Weniger Todesfälle, keine Mehrkosten

Die Studie, an der Forschende der Universität Bern gemeinsam mit Kolleginnen und Kollegen aus Italien, Spanien, Schweden und den Niederlanden gearbeitet haben, wurde in der Zeitschrift «Lancet» publiziert. Sie basiert auf den Daten von rund 8400 Patienten mit akutem Herzinfarkt oder hohem Risiko dafür. Nach 30 Tagen wurden bei Patientinnen und Patienten, bei denen das Handgelenk als Zugangsort für den Herzkatheter gewählt wurde, 66 Todesfälle beobachtet, bei Patienten mit Leiste als Zugangsort 91Todesfälle.

«Bisherige Studien haben eine Reduktion des Blutungsrisikos gezeigt, aber keine klaren Vorteile bezüglich Sterblichkeit», meint der Erstautor der Studie, Dr. Marco Valgimigli von der Universität Rotterdam, Niederlande, und erklärt: «Die dank unserer Analysen nun ebenfalls gesicherte Reduktion der Gesamtsterblichkeit geht vor allem auf eine Verminderung grösserer Blutungen an der Zugangsstelle zurück.» In der Studie wurden beim Handgelenkszugang 16, beim Leistenzugang hingegen 43 dieser Blutungen beobachtet.

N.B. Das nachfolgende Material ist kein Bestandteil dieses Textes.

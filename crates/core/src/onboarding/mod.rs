//! "Become a pro" onboarding wizard.
//!
//! A three-step form (basics, services, contact) where moving forward only
//! validates the fields of the current step and moving back never
//! validates anything. The draft is plain data: the web layer carries it in
//! the rendered form between requests, nothing here persists it.
//!
//! ```text
//!   Basics  --advance-->  Services  --advance-->  Contact --submit--> Summary
//!           <--retreat--            <--retreat--
//! ```

mod draft;
mod step;
mod summary;
mod wizard;

pub use draft::{Field, FieldErrors, ProDraft, RateType, TRADES};
pub use step::Step;
pub use summary::{DraftSummary, SummaryRow};
pub use wizard::{Wizard, WizardError};
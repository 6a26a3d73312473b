//! Identity provider user ID.

use core::fmt;

use serde::{Deserialize, Serialize};
use uuid::Uuid;

/// ID of a user as issued by the identity provider.
///
/// Also the primary key (and upsert conflict target) of the profile row.
#[derive(Debug, Clone, Copy, PartialEq, Eq, Hash, Serialize, Deserialize)]
#[serde(transparent)]
pub struct UserId(Uuid);

impl UserId {
    /// Wrap a provider-issued UUID.
    #[must_use]
    pub const fn new(id: Uuid) -> Self {
        Self(id)
    }

    /// Get the underlying UUID.
    #[must_use]
    pub const fn as_uuid(&self) -> &Uuid {
        &self.0
    }
}

impl fmt::Display for UserId {
    fn fmt(&self, f: &mut fmt::Formatter<'_>) -> fmt::Result {
        write!(f, "{}", self.0)
    }
}

impl From<Uuid> for UserId {
    fn from(id: Uuid) -> Self {
        Self(id)
    }
}

impl From<UserId> for Uuid {
    fn from(id: UserId) -> Self {
        id.0
    }
}
//! Read-only summary shown after the wizard is submitted.

use serde::Serialize;

use super::ProDraft;

/// Shown in place of an empty value.
const EMPTY_PLACEHOLDER: &str = "—";

/// One labelled line of the summary.
#[derive(Debug, Clone, PartialEq, Eq, Serialize)]
pub struct SummaryRow {
    pub label: &'static str,
    pub value: String,
}

impl SummaryRow {
    /// The value, or a dash when nothing was entered.
    #[must_use]
    pub fn display_value(&self) -> &str {
        if self.value.trim().is_empty() {
            EMPTY_PLACEHOLDER
        } else {
            &self.value
        }
    }
}

/// Snapshot of a submitted draft for the user to confirm.
#[derive(Debug, Clone, PartialEq, Eq, Serialize)]
pub struct DraftSummary {
    pub rows: Vec<SummaryRow>,
}

impl DraftSummary {
    #[must_use]
    pub fn from_draft(draft: &ProDraft) -> Self {
        let rate = if draft.rate.trim().is_empty() {
            "N/A"
        } else {
            draft.rate.trim()
        };

        let row = |label, value: String| SummaryRow { label, value };

        Self {
            rows: vec![
                row("Full name", draft.full_name.clone()),
                row("Trade", draft.trade.clone()),
                row(
                    "Service area",
                    format!("{} ({})", draft.service_area, draft.postcode),
                ),
                row("Experience", draft.experience.clone()),
                row("Availability", draft.availability.clone()),
                row(
                    "Rate",
                    format!("{rate} {}", draft.rate_type.summary_suffix()),
                ),
                row("Bio", draft.bio.clone()),
                row("Phone", draft.phone.clone()),
                row("WhatsApp", draft.whatsapp.clone()),
            ],
        }
    }

    /// Value of the row with `label`.
    #[must_use]
    pub fn get(&self, label: &str) -> Option<&str> {
        self.rows
            .iter()
            .find(|row| row.label == label)
            .map(|row| row.value.as_str())
    }
}

#[cfg(test)]
mod tests {
    use super::*;
    use crate::onboarding::RateType;

    #[test]
    fn test_rate_formatting() {
        let mut draft = ProDraft {
            rate: "£40".to_owned(),
            ..ProDraft::default()
        };
        assert_eq!(
            DraftSummary::from_draft(&draft).get("Rate"),
            Some("£40 per hour")
        );

        draft.rate = String::new();
        draft.rate_type = RateType::Fixed;
        assert_eq!(DraftSummary::from_draft(&draft).get("Rate"), Some("N/A fixed"));
    }

    #[test]
    fn test_service_area_includes_postcode() {
        let draft = ProDraft {
            service_area: "Manchester".to_owned(),
            postcode: "M1".to_owned(),
            ..ProDraft::default()
        };
        assert_eq!(
            DraftSummary::from_draft(&draft).get("Service area"),
            Some("Manchester (M1)")
        );
    }

    #[test]
    fn test_empty_values_display_as_dash() {
        let summary = DraftSummary::from_draft(&ProDraft::default());
        let whatsapp = summary
            .rows
            .iter()
            .find(|row| row.label == "WhatsApp")
            .map(SummaryRow::display_value);
        assert_eq!(whatsapp, Some("—"));
    }

    #[test]
    fn test_row_order() {
        let labels: Vec<_> = DraftSummary::from_draft(&ProDraft::default())
            .rows
            .iter()
            .map(|row| row.label)
            .collect();
        assert_eq!(
            labels,
            [
                "Full name",
                "Trade",
                "Service area",
                "Experience",
                "Availability",
                "Rate",
                "Bio",
                "Phone",
                "WhatsApp"
            ]
        );
    }
}
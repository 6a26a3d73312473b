//! Auth action API.
//!
//! Every endpoint answers 200 with the action's outcome; failures are
//! reported in the body, not the status.

use axum::{Json, extract::State};
use ghanovia_core::ActionOutcome;
use tower_sessions::Session;

use super::FormOrJson;
use crate::actions::{self, SignInForm, SignUpForm, VerifyForm};
use crate::middleware::TowerSessionStorage;
use crate::state::AppState;

/// `POST /api/auth/signup`
pub async fn signup(
    State(state): State<AppState>,
    session: Session,
    FormOrJson(form): FormOrJson<SignUpForm>,
) -> Json<ActionOutcome> {
    let storage = TowerSessionStorage::new(session);
    Json(ActionOutcome::from_result(
        actions::sign_up(&state.gateway(&storage), &form).await,
    ))
}

/// `POST /api/auth/verify`
pub async fn verify(
    State(state): State<AppState>,
    session: Session,
    FormOrJson(form): FormOrJson<VerifyForm>,
) -> Json<ActionOutcome> {
    let storage = TowerSessionStorage::new(session);
    Json(ActionOutcome::from_result(
        actions::verify_otp(&state.gateway(&storage), &form).await,
    ))
}

/// `POST /api/auth/signin`
pub async fn signin(
    State(state): State<AppState>,
    session: Session,
    FormOrJson(form): FormOrJson<SignInForm>,
) -> Json<ActionOutcome> {
    let storage = TowerSessionStorage::new(session);
    Json(ActionOutcome::from_result(
        actions::sign_in(&state.gateway(&storage), &form).await,
    ))
}

/// `POST /api/auth/signout`
pub async fn signout(State(state): State<AppState>, session: Session) -> Json<ActionOutcome> {
    let storage = TowerSessionStorage::new(session);
    Json(ActionOutcome::from_result(
        actions::sign_out(&state.gateway(&storage)).await,
    ))
}
//! One-time password token type.

use core::fmt;

use super::ValidationError;

/// An SMS one-time password as typed by the user.
///
/// The token is opaque to this crate; only the identity provider knows
/// whether it is correct. Parsing only guarantees it is non-empty and at
/// most [`OtpToken::MAX_LENGTH`] characters.
#[derive(Debug, Clone, PartialEq, Eq)]
pub struct OtpToken(String);

impl OtpToken {
    /// Longer input is truncated, not rejected.
    pub const MAX_LENGTH: usize = 8;

    /// Parse an `OtpToken` from raw form input.
    ///
    /// # Errors
    ///
    /// Returns [`ValidationError::OtpMissing`] if the input is absent or
    /// blank after trimming.
    pub fn parse(s: Option<&str>) -> Result<Self, ValidationError> {
        let token: String = s
            .unwrap_or_default()
            .trim()
            .chars()
            .take(Self::MAX_LENGTH)
            .collect();
        if token.is_empty() {
            return Err(ValidationError::OtpMissing);
        }
        Ok(Self(token))
    }

    /// Returns the token as a string slice.
    #[must_use]
    pub fn as_str(&self) -> &str {
        &self.0
    }
}

impl fmt::Display for OtpToken {
    fn fmt(&self, f: &mut fmt::Formatter<'_>) -> fmt::Result {
        f.write_str(&self.0)
    }
}
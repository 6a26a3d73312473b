//! Account role.

use core::fmt;

use serde::{Deserialize, Serialize};

use super::ValidationError;

/// Role chosen at signup.
///
/// Stored as pending user metadata at registration and copied onto the
/// profile row after phone verification. Accounts without a recorded role
/// are treated as professionals.
#[derive(Debug, Clone, Copy, PartialEq, Eq, Hash, Serialize, Deserialize, Default)]
#[serde(rename_all = "lowercase")]
pub enum Role {
    /// Looking to hire pros.
    Customer,
    /// Offering services.
    #[default]
    Professional,
}

impl Role {
    /// Parse a `Role` from its wire name.
    ///
    /// # Errors
    ///
    /// Returns [`ValidationError::InvalidRole`] for anything other than
    /// `customer` or `professional` (case-sensitive, no trimming).
    pub fn parse(s: &str) -> Result<Self, ValidationError> {
        match s {
            "customer" => Ok(Self::Customer),
            "professional" => Ok(Self::Professional),
            other => Err(ValidationError::InvalidRole {
                received: other.to_owned(),
            }),
        }
    }

    /// Returns the wire name of the role.
    #[must_use]
    pub const fn as_str(&self) -> &'static str {
        match self {
            Self::Customer => "customer",
            Self::Professional => "professional",
        }
    }
}

impl fmt::Display for Role {
    fn fmt(&self, f: &mut fmt::Formatter<'_>) -> fmt::Result {
        f.write_str(self.as_str())
    }
}

impl std::str::FromStr for Role {
    type Err = ValidationError;

    fn from_str(s: &str) -> Result<Self, Self::Err> {
        Self::parse(s)
    }
}

#[cfg(test)]
#[allow(clippy::unwrap_used)]
mod tests {
    use super::*;

    #[test]
    fn test_parse_valid() {
        assert_eq!(Role::parse("customer").unwrap(), Role::Customer);
        assert_eq!(Role::parse("professional").unwrap(), Role::Professional);
    }

    #[test]
    fn test_parse_rejects_other_values() {
        for value in ["admin", "", "Customer", " customer"] {
            assert!(
                matches!(Role::parse(value), Err(ValidationError::InvalidRole { .. })),
                "{value:?} should be rejected"
            );
        }
    }

    #[test]
    fn test_invalid_message_names_received_value() {
        let err = Role::parse("admin").unwrap_err();
        assert_eq!(
            err.to_string(),
            "Invalid enum value. Expected 'customer' | 'professional', received 'admin'"
        );
    }

    #[test]
    fn test_default_is_professional() {
        assert_eq!(Role::default(), Role::Professional);
    }

    #[test]
    fn test_serde_uses_lowercase() {
        assert_eq!(
            serde_json::to_string(&Role::Customer).unwrap(),
            "\"customer\""
        );
        let role: Role = serde_json::from_str("\"professional\"").unwrap();
        assert_eq!(role, Role::Professional);
    }
}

«Aufgrund dieser Zahlen gehen wir davon aus, dass mit einer vollständigen Umstellung des Zugangs von der Leiste auf das Handgelenk in der Schweiz jährlich mehrere hundert Blutungen oder Todesfälle vermieden werden können», sagt Jüni, «und dies gänzlich ohne Mehrkosten.» Die Studie sei damit ein typisches Beispiel für eine grosse Studie mit simpler Fragestellung, welche die Praxis verändere und die Behandlungsstrategie massgeblich verbessere.

«Viele dieser einfachen Fragestellungen sind uninteressant für die Industrie, aber hochrelevant für unsere Patientinnen und Patienten», führt der Berner Professor für Hausarztmedizin aus. Deswegen brauche es in der Schweiz – wie in anderen Ländern längst der Fall – industrieunabhängige Finanzierungsquellen für die patientenzentrierte klinische Forschung, welche in Zukunft die zur Durchführung solcher Studien notwendigen ein- oder zweistelligen Millionenbeträge aufbringen können.

Umstellung auf die neue Methode braucht Ausbildung

Der Zugang am Handgelenk ist technisch allerdings anspruchsvoller als jener via Leiste. Denn die Arterie, welche am Handgelenk für die Einführung des Herzkatheters verwendet wird, ist kleiner als diejenige in der Leiste. Der Zugang über diesen Weg erfordert genügend Erfahrung und eine hohe technische Fertigkeit.

«Eine sofortige Umstellung ist deshalb nicht möglich, es braucht dazu eine entsprechende Ausbildung», erläutert Professor Stephan Windecker, Chefarzt Kardiologie am Inselspital Bern. «Zudem ist bei einem kleinen Prozentsatz der Patientinnen und Patienten ein Zugang via Handgelenk aus technischen Gründen nicht möglich, sie müssen trotzdem über die Leiste behandelt werden.» Windecker, Hauptverantwortlicher für die entsprechende Richtlinie der Europäischen Gesellschaft für Kardiologie, war nicht in die Studie involviert. Trotzdem ist er zuversichtlich, wie er sagt: «Eine Trendwende hat bereits stattgefunden, welche durch die Studienresultate weiter beflügelt wird».